For each line of the material below, give that line again word for word.

Material provided:
***

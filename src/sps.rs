//! Reader and writer for SPS turn-by-turn SDDS files.
//!
//! Unlike the LHC layout, the SPS acquisition stores one array per monitor,
//! named after it, plus a `MonNames`/`MonPlanes` pair describing which plane
//! each monitor belongs to. Monitor names usually carry a trailing `.H` or
//! `.V` plane marker; it is stripped on read and restored on write so the
//! in-memory names line up with the machine model.

use std::path::Path;

use ndarray::Array2;
use regex::Regex;
use time::OffsetDateTime;

use super::ascii;
use super::error::TbtError;
use super::sdds::{self, SddsArray, SddsEntry, SddsFile, SddsScalar};
use super::structures::{BpmMatrix, BunchMatrices, Meta, TbtData, TransverseData};

const N_TURNS: &str = "nbOfTurns";
const TIMESTAMP: &str = "timestamp";
const BPM_NAMES: &str = "MonNames";
const BPM_PLANES: &str = "MonPlanes";

/// Read an SPS measurement file, delegating ASCII-looking files to the
/// legacy reader.
pub fn read_tbt(path: &Path) -> Result<TbtData, TbtError> {
    if ascii::is_ascii_file(path)? {
        return ascii::read_tbt(path);
    }
    log::debug!("reading SPS SDDS file {}", path.display());
    let sdds = sdds::read_sdds_file(path)?;

    let nturns = sdds
        .scalar_i64(N_TURNS)
        .ok_or_else(|| TbtError::MalformedSource(format!("required SDDS entry '{N_TURNS}' is absent")))?
        as usize;
    let names = sdds
        .array_str(BPM_NAMES)
        .ok_or_else(|| TbtError::MalformedSource(format!("required SDDS entry '{BPM_NAMES}' is absent")))?
        .to_vec();
    let planes = sdds.array_i64(BPM_PLANES).unwrap_or_default();

    let suffix = plane_suffix();
    let vertical = split_monitors_to_planes(&names, &planes, &suffix)?;
    let mut names_x = Vec::new();
    let mut names_y = Vec::new();
    let mut data_x = Vec::new();
    let mut data_y = Vec::new();
    for (name, is_vertical) in names.iter().zip(&vertical) {
        let samples = sdds.array_f64(name).ok_or_else(|| {
            TbtError::MalformedSource(format!("monitor array '{name}' is absent"))
        })?;
        if samples.len() != nturns {
            return Err(TbtError::InconsistentShape(format!(
                "monitor '{name}' has {} samples, expected {nturns} turns",
                samples.len()
            )));
        }
        if *is_vertical {
            names_y.push(strip_plane_suffix(&suffix, name));
            data_y.push(samples);
        } else {
            names_x.push(strip_plane_suffix(&suffix, name));
            data_x.push(samples);
        }
    }

    let date = sdds
        .scalar_i64(TIMESTAMP)
        .and_then(|nanoseconds| OffsetDateTime::from_unix_timestamp_nanos(nanoseconds as i128).ok());
    let meta = Meta {
        date,
        file: Some(path.to_path_buf()),
        source_format: Some("sps".to_string()),
        ..Meta::default()
    };
    let matrices = BunchMatrices::Transverse(TransverseData::new(
        plane_matrix(names_x, data_x, nturns)?,
        plane_matrix(names_y, data_y, nturns)?,
    )?);
    TbtData::new(vec![matrices], nturns, Some(vec![0]), meta)
}

/// Write a measurement as an SPS SDDS file, reduced to the entries the
/// reader uses. Only single-bunch measurements fit this layout.
pub fn write_tbt(path: &Path, data: &TbtData) -> Result<(), TbtError> {
    log::info!("writing SPS SDDS data to {}", path.display());
    if data.nbunches() != 1 {
        return Err(TbtError::InconsistentShape(format!(
            "this format holds a single bunch, got {}",
            data.nbunches()
        )));
    }
    let matrices = &data.matrices[0];
    let x = matrices
        .field("X")
        .ok_or_else(|| TbtError::InconsistentShape("measurement has no 'X' field".into()))?;
    let y = matrices
        .field("Y")
        .ok_or_else(|| TbtError::InconsistentShape("measurement has no 'Y' field".into()))?;

    let names_x: Vec<String> = x.index.iter().map(|n| add_plane_suffix(n, "H")).collect();
    let names_y: Vec<String> = y.index.iter().map(|n| add_plane_suffix(n, "V")).collect();
    let mut names = names_x.clone();
    names.extend(names_y.iter().cloned());
    let mut planes = vec![0i32; names_x.len()];
    planes.extend(std::iter::repeat(1).take(names_y.len()));

    let mut entries = Vec::new();
    if let Some(date) = data.meta.date {
        entries.push(SddsEntry::Parameter {
            name: TIMESTAMP.to_string(),
            value: SddsScalar::LLong(date.unix_timestamp_nanos() as i64),
        });
    }
    entries.push(SddsEntry::Parameter {
        name: N_TURNS.to_string(),
        value: SddsScalar::Long(data.nturns as i32),
    });
    entries.push(SddsEntry::Array {
        name: BPM_NAMES.to_string(),
        value: SddsArray::Str(names.clone()),
    });
    entries.push(SddsEntry::Array {
        name: BPM_PLANES.to_string(),
        value: SddsArray::Long(planes),
    });
    for (row, name) in names_x.iter().enumerate() {
        entries.push(SddsEntry::Array {
            name: name.clone(),
            value: SddsArray::Double(x.data.row(row).to_vec()),
        });
    }
    for (row, name) in names_y.iter().enumerate() {
        entries.push(SddsEntry::Array {
            name: name.clone(),
            value: SddsArray::Double(y.data.row(row).to_vec()),
        });
    }

    sdds::write_sdds_file(path, &SddsFile { entries })?;
    Ok(())
}

/// Decide which monitors are vertical.
///
/// When every name ends in `.H`/`.V` the split comes from the names. Only
/// otherwise is the `MonPlanes` array consulted, whose encoding changed over
/// the years: `3` marks vertical in recent files, a plain boolean in older
/// ones.
fn split_monitors_to_planes(
    names: &[String],
    planes: &[i64],
    suffix: &Regex,
) -> Result<Vec<bool>, TbtError> {
    if !names.is_empty() && names.iter().all(|name| suffix.is_match(name)) {
        return Ok(names.iter().map(|name| name.ends_with(".V")).collect());
    }
    log::warn!(
        "could not determine monitor planes from the names, splitting by '{BPM_PLANES}'"
    );
    if planes.len() != names.len() {
        return Err(TbtError::InconsistentShape(format!(
            "'{BPM_PLANES}' lists {} entries for {} monitors",
            planes.len(),
            names.len()
        )));
    }
    if planes.contains(&3) {
        Ok(planes.iter().map(|&p| p == 3).collect())
    } else if planes.contains(&0) {
        Ok(planes.iter().map(|&p| p != 0).collect())
    } else {
        Err(TbtError::MalformedSource(
            "could not determine the file layout to split monitors into planes".into(),
        ))
    }
}

fn plane_suffix() -> Regex {
    Regex::new(r"(?i)\.[HV]$").expect("pattern is valid")
}

fn strip_plane_suffix(suffix: &Regex, name: &str) -> String {
    suffix.replace(name, "").to_string()
}

fn add_plane_suffix(name: &str, plane: &str) -> String {
    if name.ends_with(&format!(".{plane}")) {
        name.to_string()
    } else {
        format!("{name}.{plane}")
    }
}

fn plane_matrix(
    names: Vec<String>,
    rows: Vec<Vec<f64>>,
    nturns: usize,
) -> Result<BpmMatrix, TbtError> {
    let flat: Vec<f64> = rows.into_iter().flatten().collect();
    let data = Array2::from_shape_vec((names.len(), nturns), flat)
        .map_err(|e| TbtError::InconsistentShape(e.to_string()))?;
    BpmMatrix::new(names, data)
}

***

Solved exercise:
filename src/sps.rs
//! Reader and writer for SPS turn-by-turn SDDS files.
//!
//! Unlike the LHC layout, the SPS acquisition stores one array per monitor,
//! named after it, plus a `MonNames`/`MonPlanes` pair describing which plane
//! each monitor belongs to. Monitor names usually carry a trailing `.H` or
//! `.V` plane marker; it is stripped on read and restored on write so the
//! in-memory names line up with the machine model.

use std::path::Path;

use ndarray::Array2;
use regex::Regex;
use time::OffsetDateTime;

use super::ascii;
use super::error::TbtError;
use super::sdds::{self, SddsArray, SddsEntry, SddsFile, SddsScalar};
use super::structures::{BpmMatrix, BunchMatrices, Meta, TbtData, TransverseData};

const N_TURNS: &str = "nbOfTurns";
const TIMESTAMP: &str = "timestamp";
const BPM_NAMES: &str = "MonNames";
const BPM_PLANES: &str = "MonPlanes";

/// Read an SPS measurement file, delegating ASCII-looking files to the
/// legacy reader.
pub fn read_tbt(path: &Path) -> Result<TbtData, TbtError> {
    if ascii::is_ascii_file(path)? {
        return ascii::read_tbt(path);
    }
    log::debug!("reading SPS SDDS file {}", path.display());
    let sdds = sdds::read_sdds_file(path)?;

    let nturns = sdds
        .scalar_i64(N_TURNS)
        .ok_or_else(|| TbtError::MalformedSource(format!("required SDDS entry '{N_TURNS}' is absent")))?
        as usize;
    let names = sdds
        .array_str(BPM_NAMES)
        .ok_or_else(|| TbtError::MalformedSource(format!("required SDDS entry '{BPM_NAMES}' is absent")))?
        .to_vec();
    let planes = sdds.array_i64(BPM_PLANES).unwrap_or_default();

    let suffix = plane_suffix();
    let vertical = split_monitors_to_planes(&names, &planes, &suffix)?;
    let mut names_x = Vec::new();
    let mut names_y = Vec::new();
    let mut data_x = Vec::new();
    let mut data_y = Vec::new();
    for (name, is_vertical) in names.iter().zip(&vertical) {
        let samples = sdds.array_f64(name).ok_or_else(|| {
            TbtError::MalformedSource(format!("monitor array '{name}' is absent"))
        })?;
        if samples.len() != nturns {
            return Err(TbtError::InconsistentShape(format!(
                "monitor '{name}' has {} samples, expected {nturns} turns",
                samples.len()
            )));
        }
        if *is_vertical {
            names_y.push(strip_plane_suffix(&suffix, name));
            data_y.push(samples);
        } else {
            names_x.push(strip_plane_suffix(&suffix, name));
            data_x.push(samples);
        }
    }

    let date = sdds
        .scalar_i64(TIMESTAMP)
        .and_then(|nanoseconds| OffsetDateTime::from_unix_timestamp_nanos(nanoseconds as i128).ok());
    let meta = Meta {
        date,
        file: Some(path.to_path_buf()),
        source_format: Some("sps".to_string()),
        ..Meta::default()
    };
    let matrices = BunchMatrices::Transverse(TransverseData::new(
        plane_matrix(names_x, data_x, nturns)?,
        plane_matrix(names_y, data_y, nturns)?,
    )?);
    TbtData::new(vec![matrices], nturns, Some(vec![0]), meta)
}

/// Write a measurement as an SPS SDDS file, reduced to the entries the
/// reader uses. Only single-bunch measurements fit this layout.
pub fn write_tbt(path: &Path, data: &TbtData) -> Result<(), TbtError> {
    log::info!("writing SPS SDDS data to {}", path.display());
    if data.nbunches() != 1 {
        return Err(TbtError::InconsistentShape(format!(
            "this format holds a single bunch, got {}",
            data.nbunches()
        )));
    }
    let matrices = &data.matrices[0];
    let x = matrices
        .field("X")
        .ok_or_else(|| TbtError::InconsistentShape("measurement has no 'X' field".into()))?;
    let y = matrices
        .field("Y")
        .ok_or_else(|| TbtError::InconsistentShape("measurement has no 'Y' field".into()))?;

    let names_x: Vec<String> = x.index.iter().map(|n| add_plane_suffix(n, "H")).collect();
    let names_y: Vec<String> = y.index.iter().map(|n| add_plane_suffix(n, "V")).collect();
    let mut names = names_x.clone();
    names.extend(names_y.iter().cloned());
    let mut planes = vec![0i32; names_x.len()];
    planes.extend(std::iter::repeat(1).take(names_y.len()));

    let mut entries = Vec::new();
    if let Some(date) = data.meta.date {
        entries.push(SddsEntry::Parameter {
            name: TIMESTAMP.to_string(),
            value: SddsScalar::LLong(date.unix_timestamp_nanos() as i64),
        });
    }
    entries.push(SddsEntry::Parameter {
        name: N_TURNS.to_string(),
        value: SddsScalar::Long(data.nturns as i32),
    });
    entries.push(SddsEntry::Array {
        name: BPM_NAMES.to_string(),
        value: SddsArray::Str(names.clone()),
    });
    entries.push(SddsEntry::Array {
        name: BPM_PLANES.to_string(),
        value: SddsArray::Long(planes),
    });
    for (row, name) in names_x.iter().enumerate() {
        entries.push(SddsEntry::Array {
            name: name.clone(),
            value: SddsArray::Double(x.data.row(row).to_vec()),
        });
    }
    for (row, name) in names_y.iter().enumerate() {
        entries.push(SddsEntry::Array {
            name: name.clone(),
            value: SddsArray::Double(y.data.row(row).to_vec()),
        });
    }

    sdds::write_sdds_file(path, &SddsFile { entries })?;
    Ok(())
}

/// Decide which monitors are vertical.
///
/// When every name ends in `.H`/`.V` the split comes from the names. Only
/// otherwise is the `MonPlanes` array consulted, whose encoding changed over
/// the years: `3` marks vertical in recent files, a plain boolean in older
/// ones.
fn split_monitors_to_planes(
    names: &[String],
    planes: &[i64],
    suffix: &Regex,
) -> Result<Vec<bool>, TbtError> {
    if !names.is_empty() && names.iter().all(|name| suffix.is_match(name)) {
        return Ok(names.iter().map(|name| name.ends_with(".V")).collect());
    }
    log::warn!(
        "could not determine monitor planes from the names, splitting by '{BPM_PLANES}'"
    );
    if planes.len() != names.len() {
        return Err(TbtError::InconsistentShape(format!(
            "'{BPM_PLANES}' lists {} entries for {} monitors",
            planes.len(),
            names.len()
        )));
    }
    if planes.contains(&3) {
        Ok(planes.iter().map(|&p| p == 3).collect())
    } else if planes.contains(&0) {
        Ok(planes.iter().map(|&p| p != 0).collect())
    } else {
        Err(TbtError::MalformedSource(
            "could not determine the file layout to split monitors into planes".into(),
        ))
    }
}

fn plane_suffix() -> Regex {
    Regex::new(r"(?i)\.[HV]$").expect("pattern is valid")
}

fn strip_plane_suffix(suffix: &Regex, name: &str) -> String {
    suffix.replace(name, "").to_string()
}

fn add_plane_suffix(name: &str, plane: &str) -> String {
    if name.ends_with(&format!(".{plane}")) {
        name.to_string()
    } else {
        format!("{name}.{plane}")
    }
}

fn plane_matrix(
    names: Vec<String>,
    rows: Vec<Vec<f64>>,
    nturns: usize,
) -> Result<BpmMatrix, TbtError> {
    let flat: Vec<f64> = rows.into_iter().flatten().collect();
    let data = Array2::from_shape_vec((names.len(), nturns), flat)
        .map_err(|e| TbtError::InconsistentShape(e.to_string()))?;
    BpmMatrix::new(names, data)
}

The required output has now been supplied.